What carries the argument
Counterfactual credit attribution (CCA), a relaxation of differential privacy that requires a model to attribute credit to any training or deployment data on which its output depends in a significant way.
Load-bearing premise
The lower bound on retrofitting assumes only a weak optimality requirement on the retrofitted model.
What would settle it
A black-box retrofitting procedure that produces a CCA-compliant model using only polynomially many queries in output length, while meeting the weak optimality condition, would falsify the lower bound.
Figures
read the original abstract
Generative AI disrupts the practice of giving credit to work that came before. Ideally, a generative model would give credit to any work on which its output depends in a significant way. \emph{Counterfactual credit attribution} (CCA) is a technical condition formalizing this goal--a relaxation of differential privacy--recently introduced by Livni, Moran, Nissim, and Pabbaraju [2024] who studied it in the PAC learning setting. We initiate the study of CCA generative models. Specifically, we consider autoregressive models giving credit to a deployment-time dataset (e.g., a RAG database). We uncover barriers to two natural approaches to CCA autoregressive models. First, we show that imposing CCA on the underlying next-token predictor does not guarantee that the model is CCA: CCA does not compose autoregressively (unlike DP). Second, we consider a different approach to building CCA models which we call \emph{retrofitting}. Retrofitting takes a model that does not attribute credit, and adds credit onto it. We prove a lower bound for CCA retrofitting under a weak optimality requirement. Given black-box access to the starting model, retrofitting requires query complexity exponential in the length of the model's outputs.
Editorial analysis
A structured set of objections, weighed in public.
Referee Report
Summary.
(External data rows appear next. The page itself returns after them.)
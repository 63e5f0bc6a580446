// Copyright (c) 2025 Makai MCP Authors
//
// Licensed under the MIT License (LICENSE-MIT or https://opensource.org/licenses/MIT)

//! Protocol implementations.

pub mod jsonrpc;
The paper initiates the study of counterfactual credit attribution (CCA) for autoregressive generative models that must attribute credit to a deployment-time dataset. It establishes two barriers: (1) CCA imposed on the next-token predictor does not imply CCA for the full autoregressive model, because CCA fails to compose under autoregressive chaining (unlike differential privacy); (2) retrofitting a non-CCA model to satisfy CCA, under a weak optimality requirement on the retrofitted model, requires query complexity exponential in output length given only black-box access to the original model.
Significance. If the results hold, they are significant for theoretical machine learning and trustworthy generative AI. The non-composition result cleanly separates CCA from DP and rules out a natural compositional construction. The exponential lower bound under the stated weak optimality condition demonstrates that black-box retrofitting is impractical for realistic output lengths, which should steer future work toward alternative model designs or relaxed credit notions. The formal negative results are a useful contribution to the emerging CCA literature.
major comments (2)
- [§3] §3: The non-composition counterexample must be checked against the precise CCA definition for full sequences; the construction should explicitly verify that the next-token CCA condition holds while the chained model violates the sequence-level CCA condition.
- [§4] §4, lower-bound theorem: The weak optimality requirement is load-bearing for the exponential query complexity; the proof should state the requirement formally (including any dependence on output length or dataset size) and confirm that the bound is information-theoretic rather than an artifact of the black-box query model.
minor comments (2)
- [Abstract, §1] Abstract and §1: The citation to Livni et al. (2024) would benefit from a one-sentence summary of their PAC-learning CCA results to orient readers unfamiliar with the prior work.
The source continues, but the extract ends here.